Take a look at this incomprehensible image. A wallpaper of noses in a segment of the movie featuring an ally that is a giant doctor nose. This weird repetition gives the whole scene a weirdly surreal depth that feels like a hypnotic acid nightmare.

When the movie isn't being brashly, obnoxiously ugly, it is being brazenly offensively inappropriate. An example is the first screencap that combines The Graduate's sexiest come on image with Nazi imagery with planes coming out of her crotch. It's not just visuals that are inappropriate either. At one point, Gruff tells the hot chick "I'm not the one who's going to be puppy-whipped, you cold-farted itch." No, I did not typo anything in that line of dialogue.  To top it off, the climax is a chick fight between the hot nazi chick and the yiffy kitty.
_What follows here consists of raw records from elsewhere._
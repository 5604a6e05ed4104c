use crate::{
    ark::size::normalize,
    config::DEFAULT_MODEL,
    error::{MagicError, Result},
    models::{ArkRequestBody, GenerationRequest},
};

/// Body for a prompt-only generation. Any `image` on the request is ignored.
pub fn build_text_to_image_body(request: &GenerationRequest) -> Result<ArkRequestBody> {
    let size = normalize(request.size.as_deref())?;

    Ok(ArkRequestBody {
        model: model_or_default(request),
        prompt: request.prompt.clone(),
        image: None,
        size,
        sequential_image_generation: request.sequential.unwrap_or_default(),
        response_format: request.response_format.unwrap_or_default(),
        watermark: request.watermark.unwrap_or(false),
        n: request.n,
    })
}

/// Body for an image-guided generation. Size is validated before the image.
pub fn build_image_to_image_body(request: &GenerationRequest) -> Result<ArkRequestBody> {
    let size = normalize(request.size.as_deref())?;

    let image = match &request.image {
        Some(image) if !image.is_empty() => image.clone(),
        _ => return Err(MagicError::InvalidImage),
    };

    Ok(ArkRequestBody {
        model: model_or_default(request),
        prompt: request.prompt.clone(),
        image: Some(image),
        size,
        sequential_image_generation: request.sequential.unwrap_or_default(),
        response_format: request.response_format.unwrap_or_default(),
        watermark: request.watermark.unwrap_or(false),
        n: request.n,
    })
}

fn model_or_default(request: &GenerationRequest) -> String {
    request
        .model
        .as_deref()
        .filter(|m| !m.is_empty())
        .unwrap_or(DEFAULT_MODEL)
        .to_string()
}
use christmas_magic::{
    build_prompt, output, ArkClient, Config, GenerationSettings, Intensity, PromptOptions,
    TaskStatus, TaskTracker,
};
use std::env;
use std::path::PathBuf;
use std::sync::Arc;

const USAGE: &str = "usage:
  christmas-magic serve
  christmas-magic [--size 2K|3K|WxH] [--strong] [--no-hats] [--no-env] <photo>...";

#[tokio::main]
async fn main() -> Result<(), Box<dyn std::error::Error>> {
    let dotenv_loaded = dotenv::dotenv().is_ok();

    christmas_magic::logger::init()?;
    if dotenv_loaded {
        log::info!(".env file loaded successfully");
    } else {
        log::warn!("No .env file found, using system environment variables");
    }

    let config = Config::from_env();
    christmas_magic::logger::log_config_info(&config);

    let args: Vec<String> = env::args().skip(1).collect();
    match args.first().map(String::as_str) {
        Some("serve") => serve(config).await,
        Some("-h") | Some("--help") | None => {
            println!("{}", USAGE);
            Ok(())
        }
        Some(_) => generate(config, args).await,
    }
}

#[cfg(feature = "server")]
async fn serve(config: Config) -> Result<(), Box<dyn std::error::Error>> {
    christmas_magic::server::run(config).await?;
    Ok(())
}

#[cfg(not(feature = "server"))]
async fn serve(_config: Config) -> Result<(), Box<dyn std::error::Error>> {
    Err("built without the `server` feature".into())
}

async fn generate(config: Config, args: Vec<String>) -> Result<(), Box<dyn std::error::Error>> {
    let mut options = PromptOptions::default();
    let mut settings = GenerationSettings::default();
    let mut paths = Vec::new();

    let mut iter = args.into_iter();
    while let Some(arg) = iter.next() {
        match arg.as_str() {
            "--size" => {
                let size = iter.next().ok_or("--size needs a value")?;
                settings = settings.with_size(size);
            }
            "--strong" => options.intensity = Intensity::Strong,
            "--no-hats" => options.add_hats = false,
            "--no-env" => options.enhance_env = false,
            _ => paths.push(arg),
        }
    }
    settings.prompt = build_prompt(&options);

    let client = ArkClient::new(config.ark.clone());
    let tracker = TaskTracker::new(Arc::new(client)).with_max_concurrency(config.max_concurrency);

    let ids = tracker
        .load_paths(paths.iter().map(PathBuf::from).collect())
        .await;
    log::info!("Prepared {} of {} photos", ids.len(), paths.len());
    if ids.is_empty() {
        return Err("no usable photos".into());
    }

    tracker.generate_all(&settings).await;

    let output_dir = config.output_dir_or_default();
    for task in tracker.snapshot() {
        match (task.status, task.result_url.as_deref()) {
            (TaskStatus::Success, Some(result)) => {
                match output::save_result(result, &output_dir).await {
                    Ok(path) => println!("{} -> {}", task.source_name, path.display()),
                    Err(e) => println!("{} -> generated but not saved: {}", task.source_name, e),
                }
            }
            _ => println!(
                "{} -> failed: {}",
                task.source_name,
                task.error_message.as_deref().unwrap_or("unknown error")
            ),
        }
    }

    Ok(())
}
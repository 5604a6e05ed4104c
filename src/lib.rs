pub mod ark;
pub mod config;
pub mod error;
pub mod logger;
pub mod models;
pub mod output;
pub mod preprocess;
pub mod prompt;
#[cfg(feature = "server")]
pub mod server;
pub mod tasks;

pub use ark::{ArkClient, ReqwestTransport, Transport};
pub use config::{ArkConfig, Config};
pub use error::{MagicError, Result};
pub use models::*;
pub use prompt::{build_prompt, Intensity, PromptOptions};
pub use tasks::{BatchSummary, GenerationSettings, ImageGenerator, SourceImage, TaskTracker};
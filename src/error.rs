use thiserror::Error;

#[derive(Debug, Error)]
pub enum MagicError {
    #[error("invalid size: {0}")]
    InvalidSize(String),
    #[error("invalid image input")]
    InvalidImage,
    #[error("missing api key")]
    MissingCredential,
    #[error("ark http {status} {body}")]
    RemoteHttp { status: u16, body: String },
    #[error("failed to load image: {0}")]
    ImageLoad(String),
    #[error("rendering surface not available")]
    NoRenderingContext,
    #[error("no image returned")]
    NoImageReturned,
    #[error("Request error: {0}")]
    RequestError(String),
    #[error("Serialization error: {0}")]
    SerializationError(String),
    #[error("Configuration error: {0}")]
    ConfigError(String),
    #[error("IO error: {0}")]
    IoError(String),
}

impl MagicError {
    /// Caller-side mistakes are recognised by their message: anything
    /// mentioning "invalid" or "missing". Remote failures and undecodable
    /// images are always server-side, whatever text they carry.
    pub fn is_client_error(&self) -> bool {
        match self {
            MagicError::RemoteHttp { .. } | MagicError::ImageLoad(_) => false,
            other => is_client_error_message(&other.to_string()),
        }
    }
}

pub fn is_client_error_message(message: &str) -> bool {
    let lower = message.to_lowercase();
    lower.contains("invalid") || lower.contains("missing")
}

pub type Result<T> = std::result::Result<T, MagicError>;
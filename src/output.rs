use crate::{
    error::{MagicError, Result},
    preprocess::decode_data_url,
};
use std::path::{Path, PathBuf};

pub fn result_file_name() -> String {
    format!("christmas-magic-{}.png", chrono::Utc::now().timestamp_millis())
}

/// Write a task result to `dir`. Inline data URLs are decoded locally,
/// anything else is fetched.
pub async fn save_result(result: &str, dir: impl AsRef<Path>) -> Result<PathBuf> {
    let bytes = if result.starts_with("data:") {
        decode_data_url(result)
            .ok_or_else(|| MagicError::SerializationError("malformed data url".into()))?
    } else {
        download(result).await?
    };

    let dir = dir.as_ref();
    tokio::fs::create_dir_all(dir)
        .await
        .map_err(|e| MagicError::IoError(e.to_string()))?;

    let mut path = dir.join(result_file_name());
    let mut n = 1;
    // Results saved within the same millisecond would share a name.
    while tokio::fs::try_exists(&path).await.unwrap_or(false) {
        path = dir.join(format!(
            "christmas-magic-{}-{}.png",
            chrono::Utc::now().timestamp_millis(),
            n
        ));
        n += 1;
    }
    tokio::fs::write(&path, &bytes)
        .await
        .map_err(|e| MagicError::IoError(e.to_string()))?;

    log::info!("Saved result to {}", path.display());
    Ok(path)
}

async fn download(url: &str) -> Result<Vec<u8>> {
    let response = reqwest::get(url)
        .await
        .map_err(|e| MagicError::RequestError(format!("download failed: {}", e)))?;

    if !response.status().is_success() {
        let status = response.status().as_u16();
        let body = response.text().await.unwrap_or_default();
        return Err(MagicError::RemoteHttp { status, body });
    }

    let bytes = response
        .bytes()
        .await
        .map_err(|e| MagicError::RequestError(format!("download failed: {}", e)))?;
    Ok(bytes.to_vec())
}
Then, there's the actual brands that got used...which are supposed to be the movie's raison d'etre. Mr Clean gets shat on by a fucked-up looking frog in the opening scene. No, I'm not joking. He's also apparently great at stickball. The California Raisins do play in a band. And, um...there was Charlie the Tuna and the Twinkie guy. But, they do nothing much. The only icon to get used appropriately is Mrs. Butterworth attacking people with pancakes (because she's a syrup! Get it?). Every other icon is sort of there. And, it's just lame as hell. There's also some shirtless spokesman with giant muscle tits and a thong. And, the Brawny dude. I don't even know.

This movie's complete and utter density of failure, combined with its reprehensible ambition to fill a kids movie with as much advertising as one could possibly condense into a movie makes this the perfect movie to hate watch. Sure, you're laughing at Larry Kassenoff's dreams go down the drain. But, his dream was completely offensive in trying to get kids hooked on marketing while they were growing up and impressionable. It isn't merely good that he failed, it's great that he failed with such a miserable goal.

Required Viewing. It must be seen to be believed.